The Volvo plant depends on people who want to attach drive shafts and other parts to the final production line. Workers check the part numbers against the paper prints attached to each motor.

Gary Coleman / Courtesy of Volvo Cars America

Jason Dodgins, working on the same line, was formerly a team leader for a bearing manufacturer. There, he says, his job was to operate a computer controlled machine.

"The machine has done a lot of work," he says. "You were basically doing the inspection." Working on this automotive assembly line, on the other hand, "requires a lot more manual work," he says.

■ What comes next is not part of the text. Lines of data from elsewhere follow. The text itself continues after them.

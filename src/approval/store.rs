//! Approval storage
//!
//! The gate talks to storage only through [`ApprovalStore`], so the
//! single-process file store can be swapped for a lock-aware or transactional
//! one without touching gate or pipeline logic.

use super::gate::GateError;
use super::models::{ApprovalRequest, ApprovalStatus};
use async_trait::async_trait;
use std::collections::HashMap;
use std::path::PathBuf;
use tokio::sync::{Mutex, RwLock};
use uuid::Uuid;

/// Result of a conditional update
#[derive(Debug, Clone, PartialEq)]
pub enum SwapOutcome {
    Swapped,
    /// No record with that id
    Missing,
    /// The stored record was not in the expected status; carries the current record
    Conflict(ApprovalRequest),
}

#[async_trait]
pub trait ApprovalStore: Send + Sync {
    async fn get(&self, id: Uuid) -> Result<Option<ApprovalRequest>, GateError>;

    /// Insert or overwrite
    async fn put(&self, request: &ApprovalRequest) -> Result<(), GateError>;

    /// Replace the record only if its stored status equals `expected`
    async fn compare_and_swap(
        &self,
        expected: ApprovalStatus,
        updated: &ApprovalRequest,
    ) -> Result<SwapOutcome, GateError>;

    async fn list(&self) -> Result<Vec<ApprovalRequest>, GateError>;
}

fn swap_in(
    approvals: &mut HashMap<Uuid, ApprovalRequest>,
    expected: ApprovalStatus,
    updated: &ApprovalRequest,
) -> SwapOutcome {
    match approvals.get(&updated.id) {
        None => SwapOutcome::Missing,
        Some(current) if current.status != expected => SwapOutcome::Conflict(current.clone()),
        Some(_) => {
            approvals.insert(updated.id, updated.clone());
            SwapOutcome::Swapped
        }
    }
}

fn sorted(mut requests: Vec<ApprovalRequest>) -> Vec<ApprovalRequest> {
    requests.sort_by(|a, b| a.created_at.cmp(&b.created_at));
    requests
}

/// Thread-safe in-memory approval store
pub struct MemoryApprovalStore {
    approvals: RwLock<HashMap<Uuid, ApprovalRequest>>,
}

impl MemoryApprovalStore {
    pub fn new() -> Self {
        Self {
            approvals: RwLock::new(HashMap::new()),
        }
    }
}

impl Default for MemoryApprovalStore {
    fn default() -> Self {
        Self::new()
    }
}

#[async_trait]
impl ApprovalStore for MemoryApprovalStore {
    async fn get(&self, id: Uuid) -> Result<Option<ApprovalRequest>, GateError> {
        Ok(self.approvals.read().await.get(&id).cloned())
    }

    async fn put(&self, request: &ApprovalRequest) -> Result<(), GateError> {
        self.approvals.write().await.insert(request.id, request.clone());
        Ok(())
    }

    async fn compare_and_swap(
        &self,
        expected: ApprovalStatus,
        updated: &ApprovalRequest,
    ) -> Result<SwapOutcome, GateError> {
        let mut approvals = self.approvals.write().await;
        Ok(swap_in(&mut approvals, expected, updated))
    }

    async fn list(&self) -> Result<Vec<ApprovalRequest>, GateError> {
        Ok(sorted(self.approvals.read().await.values().cloned().collect()))
    }
}

/// File-backed store: one JSON object keyed by request id, rewritten on
/// every transition.
///
/// The in-process mutex makes read-modify-write atomic for runs sharing
/// this store instance. Separate processes sharing the file still race
/// (last writer wins).
pub struct FileApprovalStore {
    path: PathBuf,
    lock: Mutex<()>,
}

impl FileApprovalStore {
    pub async fn new(path: PathBuf) -> Result<Self, GateError> {
        if let Some(parent) = path.parent() {
            tokio::fs::create_dir_all(parent)
                .await
                .map_err(|e| GateError::Storage(format!("cannot create {}: {}", parent.display(), e)))?;
        }
        Ok(Self {
            path,
            lock: Mutex::new(()),
        })
    }

    async fn load(&self) -> Result<HashMap<Uuid, ApprovalRequest>, GateError> {
        match tokio::fs::read_to_string(&self.path).await {
            Ok(raw) if raw.trim().is_empty() => Ok(HashMap::new()),
            Ok(raw) => serde_json::from_str(&raw).map_err(|e| {
                GateError::Storage(format!("approval store {} is corrupt: {}", self.path.display(), e))
            }),
            Err(e) if e.kind() == std::io::ErrorKind::NotFound => Ok(HashMap::new()),
            Err(e) => Err(GateError::Storage(format!(
                "cannot read {}: {}",
                self.path.display(),
                e
            ))),
        }
    }

    async fn save(&self, approvals: &HashMap<Uuid, ApprovalRequest>) -> Result<(), GateError> {
        let raw = serde_json::to_string_pretty(approvals)
            .map_err(|e| GateError::Storage(format!("cannot serialize approvals: {}", e)))?;

        // Write-then-rename so a crash never leaves a half-written store
        let tmp = self.path.with_extension("json.tmp");
        tokio::fs::write(&tmp, raw)
            .await
            .map_err(|e| GateError::Storage(format!("cannot write {}: {}", tmp.display(), e)))?;
        tokio::fs::rename(&tmp, &self.path)
            .await
            .map_err(|e| GateError::Storage(format!("cannot replace {}: {}", self.path.display(), e)))
    }
}

#[async_trait]
impl ApprovalStore for FileApprovalStore {
    async fn get(&self, id: Uuid) -> Result<Option<ApprovalRequest>, GateError> {
        let _guard = self.lock.lock().await;
        Ok(self.load().await?.remove(&id))
    }

    async fn put(&self, request: &ApprovalRequest) -> Result<(), GateError> {
        let _guard = self.lock.lock().await;
        let mut approvals = self.load().await?;
        approvals.insert(request.id, request.clone());
        self.save(&approvals).await
    }

    async fn compare_and_swap(
        &self,
        expected: ApprovalStatus,
        updated: &ApprovalRequest,
    ) -> Result<SwapOutcome, GateError> {
        let _guard = self.lock.lock().await;
        let mut approvals = self.load().await?;
        let outcome = swap_in(&mut approvals, expected, updated);
        if outcome == SwapOutcome::Swapped {
            self.save(&approvals).await?;
        }
        Ok(outcome)
    }

    async fn list(&self) -> Result<Vec<ApprovalRequest>, GateError> {
        let _guard = self.lock.lock().await;
        Ok(sorted(self.load().await?.into_values().collect()))
    }
}

#[cfg(test)]
mod tests {
    use super::*;
    use crate::approval::{Agent, ApprovalAction};
    use serde_json::json;

    fn sample() -> ApprovalRequest {
        ApprovalRequest::new(Agent::Test, ApprovalAction::TestGeneration, "tests", json!({}))
    }

    #[tokio::test]
    async fn test_memory_cas_only_from_expected_status() {
        let store = MemoryApprovalStore::new();
        let request = sample();
        store.put(&request).await.unwrap();

        let approved = request.resolved(ApprovalStatus::Approved, Some("alice".into()), None);
        let outcome = store.compare_and_swap(ApprovalStatus::Pending, &approved).await.unwrap();
        assert_eq!(outcome, SwapOutcome::Swapped);

        let rejected = request.resolved(ApprovalStatus::Rejected, Some("bob".into()), None);
        match store.compare_and_swap(ApprovalStatus::Pending, &rejected).await.unwrap() {
            SwapOutcome::Conflict(current) => assert_eq!(current.approver.as_deref(), Some("alice")),
            other => panic!("expected conflict, got {:?}", other),
        }
    }

    #[tokio::test]
    async fn test_memory_cas_missing() {
        let store = MemoryApprovalStore::new();
        let outcome = store.compare_and_swap(ApprovalStatus::Pending, &sample()).await.unwrap();
        assert_eq!(outcome, SwapOutcome::Missing);
    }

    #[tokio::test]
    async fn test_file_store_persists_across_instances() {
        let dir = tempfile::tempdir().unwrap();
        let path = dir.path().join("approvals.json");

        let request = sample();
        {
            let store = FileApprovalStore::new(path.clone()).await.unwrap();
            store.put(&request).await.unwrap();
        }

        let reopened = FileApprovalStore::new(path).await.unwrap();
        let loaded = reopened.get(request.id).await.unwrap().unwrap();
        assert_eq!(loaded, request);
        assert_eq!(reopened.list().await.unwrap().len(), 1);
    }

    #[tokio::test]
    async fn test_file_store_corrupt_is_storage_error() {
        let dir = tempfile::tempdir().unwrap();
        let path = dir.path().join("approvals.json");
        tokio::fs::write(&path, "{ not json").await.unwrap();

        let store = FileApprovalStore::new(path).await.unwrap();
        let err = store.list().await.unwrap_err();
        assert!(matches!(err, GateError::Storage(_)));
    }
}
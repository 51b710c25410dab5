//! Application state management
//!
//! Contains shared state accessible across all handlers.

use crate::approval::{ApprovalGate, ApprovalStore, FileApprovalStore, HttpDecisionChannel};
use crate::audit::{AuditLog, AuditSink, FileAuditSink};
use crate::config::Settings;
use crate::pipeline::{Collaborators, DeploymentGovernor, DeploymentHistory, PipelineOrchestrator, RunRegistry};
use std::sync::Arc;
use tracing::info;

/// Application state shared across all handlers
pub struct AppState {
    pub orchestrator: Arc<PipelineOrchestrator>,
    pub governor: Arc<DeploymentGovernor>,
    pub gate: ApprovalGate,
    /// Checkpoints parked on an HTTP decision
    pub decisions: Arc<HttpDecisionChannel>,
    pub audit: AuditLog,
    pub registry: Arc<RunRegistry>,
}

impl AppState {
    /// Wire the core services around an approval store, audit log and history
    pub fn new(
        collaborators: Collaborators,
        store: Arc<dyn ApprovalStore>,
        audit: AuditLog,
        history: Arc<DeploymentHistory>,
        settings: &Settings,
    ) -> Self {
        let decisions = Arc::new(HttpDecisionChannel::new());
        let gate = ApprovalGate::new(store, decisions.clone(), audit.clone());
        let registry = Arc::new(RunRegistry::new());

        let governor = Arc::new(
            DeploymentGovernor::new(gate.clone(), collaborators.deploy.clone(), history, audit.clone())
                .with_prod_approvers(settings.governance.prod_approvers.clone()),
        );
        let orchestrator = Arc::new(
            PipelineOrchestrator::new(collaborators, gate.clone(), governor.clone(), audit.clone(), registry.clone())
                .with_build_timeout(settings.governance.build_timeout),
        );

        Self {
            orchestrator,
            governor,
            gate,
            decisions,
            audit,
            registry,
        }
    }

    /// File-backed state rooted at the configured store path
    pub async fn open(settings: &Settings, collaborators: Collaborators) -> anyhow::Result<Self> {
        let root = &settings.store.path;
        let store: Arc<dyn ApprovalStore> = Arc::new(FileApprovalStore::new(root.join("approvals.json")).await?);
        let history = Arc::new(DeploymentHistory::open(root.join("deployments")).await?);

        let audit = if settings.store.audit_enabled {
            let sink: Arc<dyn AuditSink> = Arc::new(FileAuditSink::new(root.join("audit.jsonl")).await?);
            AuditLog::new(sink, settings.store.summary_cap)
        } else {
            info!("File audit log disabled; keeping audit events in memory");
            AuditLog::in_memory(settings.store.summary_cap).0
        };

        info!("Stores opened under {}", root.display());
        Ok(Self::new(collaborators, store, audit, history, settings))
    }
}

/// Type alias for shared state
pub type SharedState = Arc<AppState>;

As the engine moves along the line, humans and machines share the work. Kayla James, just two weeks after taking office, uses a mechanical lift to install an exhaust system. it removes the physical tension of the task. Later, a big machine simultaneously installs dozens of bolts – but between each cacophonic volley, Brandon Marshall loads the various bolts in place.

Humans master robots in these tasks even when things are going well, but they have a particular advantage in case of a problem.

In modern automobile plants – inspired by Toyota's revolutionary production philosophy – workers are encouraged to stop the chain whenever there is a problem, whether it is big or small. (In factories like this Volvo factory, workers pull a rope and listen to music – a different song for each location indicates that a problem has occurred.)

Robots can also identify some errors, but humans have a distinct advantage in terms of the resolution these problems.

Consider Volvo radiators. At a key point in the line, the body of the car – waiting in a raised conveyor – goes down on top of the engine, transmission, axles and everything that moves the car. They meet at the "point of marriage".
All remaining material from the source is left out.